Sleep regulation system

This creation relates to a circadian rhythm regulation system, particularly a light therapy system that provides suggestions based on the user's current lifestyle to assist physicians in adjusting the user's circadian rhythm.

As people's material living standards continue to improve, their demands for quality of life are increasing. However, with the increasing pressure of modern life and the constant presence of worries and noise, a large number of people are facing difficulties falling asleep or experiencing a serious decline in sleep quality, which greatly affects their work, life, and even physical health.

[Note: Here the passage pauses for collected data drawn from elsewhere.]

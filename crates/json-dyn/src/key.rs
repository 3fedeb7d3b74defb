//! Polymorphic arguments for the dict-style operations.

use crate::value::Json;

/// An object key or an array index.
///
/// Operations addressing a child by position accept either form and apply
/// whichever matches the receiver variant. Indexes stay signed so negative
/// and oversized positions flow through as out-of-range instead of panicking.
#[derive(Debug, Clone, PartialEq, Eq)]
pub enum KeyOrIndex {
    Key(String),
    Index(i64),
}

impl From<&str> for KeyOrIndex {
    fn from(value: &str) -> Self {
        Self::Key(value.to_string())
    }
}

impl From<String> for KeyOrIndex {
    fn from(value: String) -> Self {
        Self::Key(value)
    }
}

impl From<&String> for KeyOrIndex {
    fn from(value: &String) -> Self {
        Self::Key(value.clone())
    }
}

impl From<i8> for KeyOrIndex {
    fn from(value: i8) -> Self {
        Self::Index(value as i64)
    }
}

impl From<i16> for KeyOrIndex {
    fn from(value: i16) -> Self {
        Self::Index(value as i64)
    }
}

impl From<i32> for KeyOrIndex {
    fn from(value: i32) -> Self {
        Self::Index(value as i64)
    }
}

impl From<i64> for KeyOrIndex {
    fn from(value: i64) -> Self {
        Self::Index(value)
    }
}

impl From<isize> for KeyOrIndex {
    fn from(value: isize) -> Self {
        Self::Index(value as i64)
    }
}

impl From<u8> for KeyOrIndex {
    fn from(value: u8) -> Self {
        Self::Index(value as i64)
    }
}

impl From<u16> for KeyOrIndex {
    fn from(value: u16) -> Self {
        Self::Index(value as i64)
    }
}

impl From<u32> for KeyOrIndex {
    fn from(value: u32) -> Self {
        Self::Index(value as i64)
    }
}

impl From<u64> for KeyOrIndex {
    fn from(value: u64) -> Self {
        Self::Index(value as i64)
    }
}

impl From<usize> for KeyOrIndex {
    fn from(value: usize) -> Self {
        Self::Index(value as i64)
    }
}

/// An object key or an array element probe.
///
/// [`Json::contains`] accepts either form: a key tests object membership, a
/// value scans an array for a structurally equal element.
#[derive(Debug, Clone)]
pub enum KeyOrValue {
    Key(String),
    Value(Json),
}

impl From<&str> for KeyOrValue {
    fn from(value: &str) -> Self {
        Self::Key(value.to_string())
    }
}

impl From<String> for KeyOrValue {
    fn from(value: String) -> Self {
        Self::Key(value)
    }
}

impl From<&String> for KeyOrValue {
    fn from(value: &String) -> Self {
        Self::Key(value.clone())
    }
}

impl From<Json> for KeyOrValue {
    fn from(value: Json) -> Self {
        Self::Value(value)
    }
}

impl From<&Json> for KeyOrValue {
    fn from(value: &Json) -> Self {
        Self::Value(value.clone())
    }
}

#[cfg(test)]
mod tests {
    use super::*;

    #[test]
    fn string_forms_become_keys() {
        assert_eq!(KeyOrIndex::from("a"), KeyOrIndex::Key("a".to_string()));
        assert_eq!(
            KeyOrIndex::from(String::from("a")),
            KeyOrIndex::Key("a".to_string())
        );
        assert!(matches!(KeyOrValue::from("a"), KeyOrValue::Key(k) if k == "a"));
    }

    #[test]
    fn integer_widths_become_signed_indexes() {
        assert_eq!(KeyOrIndex::from(3u8), KeyOrIndex::Index(3));
        assert_eq!(KeyOrIndex::from(3u64), KeyOrIndex::Index(3));
        assert_eq!(KeyOrIndex::from(3usize), KeyOrIndex::Index(3));
        assert_eq!(KeyOrIndex::from(-1i32), KeyOrIndex::Index(-1));
        assert_eq!(KeyOrIndex::from(-1isize), KeyOrIndex::Index(-1));
    }

    #[test]
    fn oversized_unsigned_wraps_negative() {
        // Wrapped indexes land below zero, which every operation treats as
        // out of range.
        let KeyOrIndex::Index(i) = KeyOrIndex::from(u64::MAX) else {
            panic!("expected an index");
        };
        assert!(i < 0);
    }

    #[test]
    fn handles_become_value_probes() {
        let j = Json::from(1);
        assert!(matches!(KeyOrValue::from(&j), KeyOrValue::Value(_)));
        assert!(matches!(KeyOrValue::from(j), KeyOrValue::Value(_)));
    }
}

Bright light therapy is a type of phototherapy, and researchers have found that it is beneficial for the treatment of sleep disorders, seasonal affective disorder, and even dementia. It can also help people regulate their day-night rhythm, improve daytime alertness and attention, and reduce the use of sleeping pills, sedatives, or other antipsychotics.

Previously, when performing phototherapy, it required a physician with extensive theoretical knowledge to analyze and assess the patient's current lifestyle in order to provide advice on how to adjust the light therapy equipment to regulate the patient's biological clock. However, the number of physicians with extensive theoretical knowledge is no longer sufficient to cope with the increasing number of patients each year, which in turn affects the treatment efficiency.

The applicant then devoted his mind and effort to research and development, and developed a lifestyle regulation system that can provide suggested light therapy based on the user's current lifestyle, in order to assist doctors in adjusting the user's biological clock.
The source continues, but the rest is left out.